▶ _About this exercise_:
Please reproduce the entries below exactly, starting at the first line and ending with the line that holds "in arrival order.".

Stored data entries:
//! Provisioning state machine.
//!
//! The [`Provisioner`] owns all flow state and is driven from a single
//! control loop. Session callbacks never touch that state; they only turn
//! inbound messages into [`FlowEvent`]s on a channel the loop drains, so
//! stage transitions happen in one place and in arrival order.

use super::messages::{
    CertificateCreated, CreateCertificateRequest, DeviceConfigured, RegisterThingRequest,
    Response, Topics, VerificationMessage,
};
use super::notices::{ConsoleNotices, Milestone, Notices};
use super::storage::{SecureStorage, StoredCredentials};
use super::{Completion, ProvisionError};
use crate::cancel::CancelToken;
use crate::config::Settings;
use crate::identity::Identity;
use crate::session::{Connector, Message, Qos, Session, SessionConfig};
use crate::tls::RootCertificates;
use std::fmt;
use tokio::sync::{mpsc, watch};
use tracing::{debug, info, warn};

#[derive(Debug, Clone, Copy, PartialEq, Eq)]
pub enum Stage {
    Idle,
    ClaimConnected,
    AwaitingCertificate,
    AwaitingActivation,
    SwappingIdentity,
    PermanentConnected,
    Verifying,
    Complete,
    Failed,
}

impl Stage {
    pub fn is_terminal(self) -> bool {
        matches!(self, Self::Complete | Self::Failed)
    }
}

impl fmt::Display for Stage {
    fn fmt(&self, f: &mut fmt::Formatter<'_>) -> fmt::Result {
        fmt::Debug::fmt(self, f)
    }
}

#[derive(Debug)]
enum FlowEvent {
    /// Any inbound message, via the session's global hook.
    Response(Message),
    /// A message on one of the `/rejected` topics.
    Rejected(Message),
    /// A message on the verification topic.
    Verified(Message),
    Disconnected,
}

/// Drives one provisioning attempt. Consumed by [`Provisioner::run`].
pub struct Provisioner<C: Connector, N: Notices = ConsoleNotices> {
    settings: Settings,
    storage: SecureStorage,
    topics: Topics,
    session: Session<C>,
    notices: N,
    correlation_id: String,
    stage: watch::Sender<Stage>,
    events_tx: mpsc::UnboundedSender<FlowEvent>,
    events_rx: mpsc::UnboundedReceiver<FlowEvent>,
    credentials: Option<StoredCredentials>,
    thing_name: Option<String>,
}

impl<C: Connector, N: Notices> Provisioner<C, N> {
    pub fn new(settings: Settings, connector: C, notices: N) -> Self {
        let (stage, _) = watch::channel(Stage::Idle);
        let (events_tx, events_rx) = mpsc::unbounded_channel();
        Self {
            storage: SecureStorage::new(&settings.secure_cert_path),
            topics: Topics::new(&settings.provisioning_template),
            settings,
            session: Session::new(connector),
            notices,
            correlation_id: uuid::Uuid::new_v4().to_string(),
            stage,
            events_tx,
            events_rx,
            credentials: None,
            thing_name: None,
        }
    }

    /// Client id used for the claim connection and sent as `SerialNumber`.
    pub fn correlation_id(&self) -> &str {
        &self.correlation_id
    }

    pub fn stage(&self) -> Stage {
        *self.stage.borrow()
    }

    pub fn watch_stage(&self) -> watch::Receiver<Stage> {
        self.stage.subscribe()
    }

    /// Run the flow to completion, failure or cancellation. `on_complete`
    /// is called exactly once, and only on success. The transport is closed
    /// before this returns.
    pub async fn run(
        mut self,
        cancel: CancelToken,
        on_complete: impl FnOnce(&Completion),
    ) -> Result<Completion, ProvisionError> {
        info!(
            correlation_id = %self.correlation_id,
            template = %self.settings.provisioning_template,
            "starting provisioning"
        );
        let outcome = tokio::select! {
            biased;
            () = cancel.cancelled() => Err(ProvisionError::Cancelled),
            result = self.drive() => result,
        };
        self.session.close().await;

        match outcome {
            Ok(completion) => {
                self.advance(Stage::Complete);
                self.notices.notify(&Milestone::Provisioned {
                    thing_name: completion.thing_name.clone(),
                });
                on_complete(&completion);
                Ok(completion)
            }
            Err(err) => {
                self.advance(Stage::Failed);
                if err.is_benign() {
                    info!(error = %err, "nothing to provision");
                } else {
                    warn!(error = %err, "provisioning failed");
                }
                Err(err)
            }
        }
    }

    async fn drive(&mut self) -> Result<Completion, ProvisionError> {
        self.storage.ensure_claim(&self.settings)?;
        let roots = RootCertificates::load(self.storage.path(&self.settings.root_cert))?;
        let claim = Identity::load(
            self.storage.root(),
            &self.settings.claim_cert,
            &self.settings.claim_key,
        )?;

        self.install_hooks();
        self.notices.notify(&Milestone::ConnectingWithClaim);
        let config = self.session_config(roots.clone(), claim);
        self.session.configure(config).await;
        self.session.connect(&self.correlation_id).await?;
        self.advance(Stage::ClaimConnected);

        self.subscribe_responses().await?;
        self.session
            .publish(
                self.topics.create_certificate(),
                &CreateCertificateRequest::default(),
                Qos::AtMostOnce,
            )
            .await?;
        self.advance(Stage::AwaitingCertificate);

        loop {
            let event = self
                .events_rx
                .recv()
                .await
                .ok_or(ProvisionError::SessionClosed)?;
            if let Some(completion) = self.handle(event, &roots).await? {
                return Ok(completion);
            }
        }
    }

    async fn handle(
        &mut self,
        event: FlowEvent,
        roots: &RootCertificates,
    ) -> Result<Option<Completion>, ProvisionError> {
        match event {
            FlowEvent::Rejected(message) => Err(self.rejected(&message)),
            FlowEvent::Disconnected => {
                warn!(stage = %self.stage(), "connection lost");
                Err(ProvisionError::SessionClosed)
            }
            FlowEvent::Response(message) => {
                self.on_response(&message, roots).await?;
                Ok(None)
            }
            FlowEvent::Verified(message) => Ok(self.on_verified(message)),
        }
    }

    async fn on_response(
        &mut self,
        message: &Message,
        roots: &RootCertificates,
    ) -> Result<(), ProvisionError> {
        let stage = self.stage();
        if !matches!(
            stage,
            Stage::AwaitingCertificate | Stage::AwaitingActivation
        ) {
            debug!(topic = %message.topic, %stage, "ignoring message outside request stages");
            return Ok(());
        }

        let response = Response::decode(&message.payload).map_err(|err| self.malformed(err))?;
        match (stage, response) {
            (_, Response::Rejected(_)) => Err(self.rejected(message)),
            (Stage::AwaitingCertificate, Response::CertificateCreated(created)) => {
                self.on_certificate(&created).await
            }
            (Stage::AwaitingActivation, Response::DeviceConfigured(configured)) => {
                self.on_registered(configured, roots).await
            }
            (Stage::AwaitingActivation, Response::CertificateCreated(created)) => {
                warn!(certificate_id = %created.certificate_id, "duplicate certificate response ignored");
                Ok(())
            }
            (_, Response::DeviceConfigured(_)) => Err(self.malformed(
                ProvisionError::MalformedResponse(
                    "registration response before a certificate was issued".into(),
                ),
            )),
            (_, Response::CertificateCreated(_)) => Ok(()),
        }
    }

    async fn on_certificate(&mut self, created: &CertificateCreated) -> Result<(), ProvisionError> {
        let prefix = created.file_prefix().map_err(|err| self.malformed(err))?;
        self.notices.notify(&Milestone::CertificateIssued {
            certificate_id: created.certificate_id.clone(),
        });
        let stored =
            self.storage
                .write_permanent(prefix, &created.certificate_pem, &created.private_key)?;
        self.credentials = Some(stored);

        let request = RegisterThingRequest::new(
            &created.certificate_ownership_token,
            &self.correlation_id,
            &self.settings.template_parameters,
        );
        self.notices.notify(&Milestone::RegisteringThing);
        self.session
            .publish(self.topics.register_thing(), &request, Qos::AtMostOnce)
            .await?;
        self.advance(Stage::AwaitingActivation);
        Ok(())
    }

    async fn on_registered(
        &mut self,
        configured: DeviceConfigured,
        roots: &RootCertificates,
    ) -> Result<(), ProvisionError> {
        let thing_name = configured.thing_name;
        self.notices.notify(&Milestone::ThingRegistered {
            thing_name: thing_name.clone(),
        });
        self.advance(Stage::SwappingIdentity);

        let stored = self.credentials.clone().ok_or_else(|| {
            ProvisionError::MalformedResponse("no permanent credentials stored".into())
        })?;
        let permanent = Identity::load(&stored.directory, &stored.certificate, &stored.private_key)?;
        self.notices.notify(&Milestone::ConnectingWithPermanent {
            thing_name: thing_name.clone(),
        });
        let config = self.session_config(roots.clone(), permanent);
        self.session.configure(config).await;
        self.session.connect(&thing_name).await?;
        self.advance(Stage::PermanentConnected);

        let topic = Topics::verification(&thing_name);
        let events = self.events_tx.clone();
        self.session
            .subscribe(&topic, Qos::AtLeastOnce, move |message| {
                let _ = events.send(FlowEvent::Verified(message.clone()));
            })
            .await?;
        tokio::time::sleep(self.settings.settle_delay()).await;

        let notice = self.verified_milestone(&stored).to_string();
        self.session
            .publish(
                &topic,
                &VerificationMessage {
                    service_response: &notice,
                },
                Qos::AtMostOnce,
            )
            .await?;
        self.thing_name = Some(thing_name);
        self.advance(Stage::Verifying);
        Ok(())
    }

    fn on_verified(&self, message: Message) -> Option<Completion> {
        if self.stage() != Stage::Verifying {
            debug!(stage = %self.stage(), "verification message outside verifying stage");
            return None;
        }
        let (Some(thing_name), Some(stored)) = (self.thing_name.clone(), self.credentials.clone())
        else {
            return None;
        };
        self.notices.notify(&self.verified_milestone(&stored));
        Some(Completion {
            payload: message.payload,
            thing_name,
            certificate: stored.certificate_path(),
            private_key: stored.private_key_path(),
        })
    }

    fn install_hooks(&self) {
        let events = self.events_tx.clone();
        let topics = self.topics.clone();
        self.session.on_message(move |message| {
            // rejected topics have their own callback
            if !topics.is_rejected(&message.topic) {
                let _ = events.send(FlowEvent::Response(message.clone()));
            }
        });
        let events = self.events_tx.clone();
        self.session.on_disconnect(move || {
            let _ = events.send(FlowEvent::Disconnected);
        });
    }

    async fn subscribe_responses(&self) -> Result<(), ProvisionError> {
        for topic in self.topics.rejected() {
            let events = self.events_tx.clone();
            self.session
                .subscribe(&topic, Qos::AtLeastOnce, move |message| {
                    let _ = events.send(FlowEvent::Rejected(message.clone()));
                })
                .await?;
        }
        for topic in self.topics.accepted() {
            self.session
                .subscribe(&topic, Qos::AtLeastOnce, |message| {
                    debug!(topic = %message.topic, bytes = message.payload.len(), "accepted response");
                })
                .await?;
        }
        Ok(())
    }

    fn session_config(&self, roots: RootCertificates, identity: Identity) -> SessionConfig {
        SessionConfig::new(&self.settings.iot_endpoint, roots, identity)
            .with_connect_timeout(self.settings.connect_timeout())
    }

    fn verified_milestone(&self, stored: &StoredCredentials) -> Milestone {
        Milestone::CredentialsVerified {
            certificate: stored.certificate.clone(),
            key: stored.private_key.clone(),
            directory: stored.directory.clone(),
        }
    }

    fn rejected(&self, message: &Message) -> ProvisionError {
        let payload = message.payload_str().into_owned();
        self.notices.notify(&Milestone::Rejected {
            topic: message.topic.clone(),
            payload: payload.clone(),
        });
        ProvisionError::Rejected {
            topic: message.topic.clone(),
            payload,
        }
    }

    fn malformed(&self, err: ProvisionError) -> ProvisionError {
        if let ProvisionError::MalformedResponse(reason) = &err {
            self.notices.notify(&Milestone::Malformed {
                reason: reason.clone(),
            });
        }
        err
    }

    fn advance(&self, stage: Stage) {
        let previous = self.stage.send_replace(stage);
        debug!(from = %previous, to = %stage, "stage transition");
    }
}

▶ _Expected answer_:
//! Provisioning state machine.
//!
//! The [`Provisioner`] owns all flow state and is driven from a single
//! control loop. Session callbacks never touch that state; they only turn
//! inbound messages into [`FlowEvent`]s on a channel the loop drains, so
//! stage transitions happen in one place and in arrival order.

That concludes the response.